But the beast in question merely lowered his head to his paws, apparently bored by their brief exchange. One had to wonder how many women the rakes of Fallow Hall entertained to inspire such a bland response. Perhaps she didn’t need a hero after all, but someone who could figure out the dog’s name.

Looking down at him, she recalled the name Everhart had used and decided he looked very much like an indifferent duke. “Hullo, Duke.”

Since she didn’t expect a response, the quirk of his ears and thump of his tail caught her off guard. It wasn’t a complete victory in the name category, but he seemed to like it.

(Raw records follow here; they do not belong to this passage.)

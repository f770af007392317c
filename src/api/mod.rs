use axum::{
    Router,
    routing::{get, post},
};
use std::sync::Arc;
use tower_http::{
    cors::{Any, CorsLayer},
    trace::TraceLayer,
};

use crate::agent::ResearchAgent;

pub mod handlers;
pub mod models;

pub fn create_router(agent: Arc<ResearchAgent>) -> Router {
    // CORS configuration
    let cors = CorsLayer::new()
        .allow_origin(Any)
        .allow_methods(Any)
        .allow_headers(Any);

    Router::new()
        .route("/", get(handlers::health_handler))
        .route("/api/search", post(handlers::search_handler))
        .route("/api/read", post(handlers::read_handler))
        .route("/api/research", post(handlers::research_handler))
        .route("/api/summarize", post(handlers::summarize_handler))
        .route("/api/graph", post(handlers::graph_handler))
        .with_state(agent)
        .layer(TraceLayer::new_for_http())
        .layer(cors)
}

Bending down, she gave him a scratch behind the ears, earning faster tail-thumps as her reward. “I don’t suppose you’d know the way to the kitchen.”

Duke Boris Reginald James Brutus licked her hand and gradually assembled his large frame into a standing position atop his four saucer-sized paws. He took a few steps down the hall and then looked back at her, snuffing through his nostrils as if asking whether she planned to follow or stand there like a ninny.

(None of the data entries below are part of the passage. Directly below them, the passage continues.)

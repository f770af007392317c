use thiserror::Error;

/// Startup configuration failure.
#[derive(Debug, Error, PartialEq, Eq)]
pub enum ConfigError {
    #[error("{0} not found in environment or .env file")]
    MissingVar(&'static str),
}

/// Why the reader proxy could not produce page text.
///
/// The `Display` output is the sentinel text callers see in place of content.
#[derive(Debug, Error, Clone, PartialEq, Eq)]
pub enum FetchError {
    #[error("[Error: {0}]")]
    Status(u16),
    #[error("[Error: Failed to fetch]")]
    Transport,
}

#[derive(Debug, Error, Clone, PartialEq, Eq)]
pub enum SearchError {
    #[error("Error: Search API returned status {0}.")]
    Status(u16),
    #[error("Error: Failed to perform search. Details: {0}")]
    Request(String),
}

/// A single failed generation attempt against one model.
#[derive(Debug, Error, Clone, PartialEq, Eq)]
pub enum LlmError {
    #[error("model {model} returned status {status}: {body}")]
    Status {
        model: String,
        status: u16,
        body: String,
    },
    #[error("request to model {model} failed: {detail}")]
    Request { model: String, detail: String },
    #[error("model {model} returned an unreadable response: {detail}")]
    Decode { model: String, detail: String },
    #[error("model {model} returned no text")]
    EmptyResponse { model: String },
}

/// Failures that escape the per-call sentinel conversion and reach the
/// front-ends.
#[derive(Debug, Error)]
pub enum AgentError {
    #[error("failed to build HTTP client: {0}")]
    HttpClient(#[source] reqwest::Error),
}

Beset by another rumble of her stomach and imagining a dog that size would know the precise location of the kitchen, Calliope followed.

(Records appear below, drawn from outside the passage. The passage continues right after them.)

use std::sync::Arc;
use tracing::info;

use crate::config::Config;
use crate::data_models::truncate_chars;
use crate::error::AgentError;
use crate::fetcher::ContentFetcher;
use crate::llm::LlmGateway;
use crate::prompts::{diagram_prompt, summary_prompt};
use crate::search::SearchClient;

/// Character budget for page text returned by `read` or fed to the summarizer.
pub const PAGE_CHAR_LIMIT: usize = 12_000;
pub const TRUNCATION_MARKER: &str = "\n... [Content Truncated]";

/// The five operations shared by the HTTP and MCP front-ends.
///
/// Holds no per-request state. Each operation builds its own HTTP client so
/// connections are only reused within a single call.
#[derive(Debug, Clone)]
pub struct ResearchAgent {
    config: Arc<Config>,
}

impl ResearchAgent {
    pub fn new(config: Arc<Config>) -> ResearchAgent {
        ResearchAgent { config }
    }

    pub fn config(&self) -> &Config {
        &self.config
    }

    pub(crate) fn http_client(&self) -> Result<reqwest::Client, AgentError> {
        reqwest::Client::builder()
            .timeout(self.config.http_timeout)
            .build()
            .map_err(AgentError::HttpClient)
    }

    pub(crate) fn search_client(&self, client: reqwest::Client) -> SearchClient {
        SearchClient::new(
            client,
            &self.config.search_url,
            &self.config.search_api_key,
            &self.config.search_region,
        )
    }

    pub(crate) fn fetcher(&self, client: reqwest::Client) -> ContentFetcher {
        ContentFetcher::new(client, &self.config.reader_url)
    }

    pub(crate) fn gateway(&self, client: reqwest::Client) -> LlmGateway {
        LlmGateway::from_config(&self.config, client)
    }

    pub async fn search(&self, query: &str) -> Result<String, AgentError> {
        let client = self.http_client()?;
        Ok(self.search_client(client).search(query).await)
    }

    /// Page text capped at [`PAGE_CHAR_LIMIT`] characters, or the fetch
    /// sentinel. Never returns `Err`.
    pub async fn read(&self, url: &str) -> Result<String, AgentError> {
        info!(url, "reading page");
        let client = match self.http_client() {
            Ok(client) => client,
            Err(e) => return Ok(format!("Error reading page: {e}")),
        };

        let content = match self.fetcher(client).fetch(url).await {
            Ok(text) => text,
            Err(e) => return Ok(e.to_string()),
        };

        Ok(match truncate_chars(&content, PAGE_CHAR_LIMIT) {
            Some(head) => format!("{head}{TRUNCATION_MARKER}"),
            None => content,
        })
    }

    /// Summary of one page under a `## Summary of <url>` heading. A failed
    /// fetch returns its sentinel without calling the LLM. Never returns `Err`.
    pub async fn summarize(&self, url: &str) -> Result<String, AgentError> {
        info!(url, "summarizing page");
        let client = match self.http_client() {
            Ok(client) => client,
            Err(e) => return Ok(format!("Error summarizing page: {e}")),
        };

        let content = match self.fetcher(client.clone()).fetch(url).await {
            Ok(text) => text,
            Err(e) => return Ok(e.to_string()),
        };
        let content = truncate_chars(&content, PAGE_CHAR_LIMIT).unwrap_or(&content);

        let summary = self.gateway(client).complete(&summary_prompt(content)).await;
        Ok(format!("## Summary of {url}\n\n{summary}"))
    }

    /// Mermaid flowchart markup for `topic`, passed through unvalidated.
    pub async fn graph(&self, topic: &str) -> Result<String, AgentError> {
        info!(topic, "generating graph");
        let client = self.http_client()?;
        Ok(self.gateway(client).complete(&diagram_prompt(topic)).await)
    }
}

He headed down the curving main stairs, through the great hall, down a corridor, past the drawing room, and around a series of corners until he suddenly stopped in front of a familiar set of French doors.
The map room
.

“This isn’t the kitchen,” she scolded quietly.

Unconcerned, Duke sank down onto the floor, forming a rather large, dog-shaped, lumpy gray puddle. She had a mind to come up with her own name for him. Something far less noble to serve as a punishment for elevating her hopes.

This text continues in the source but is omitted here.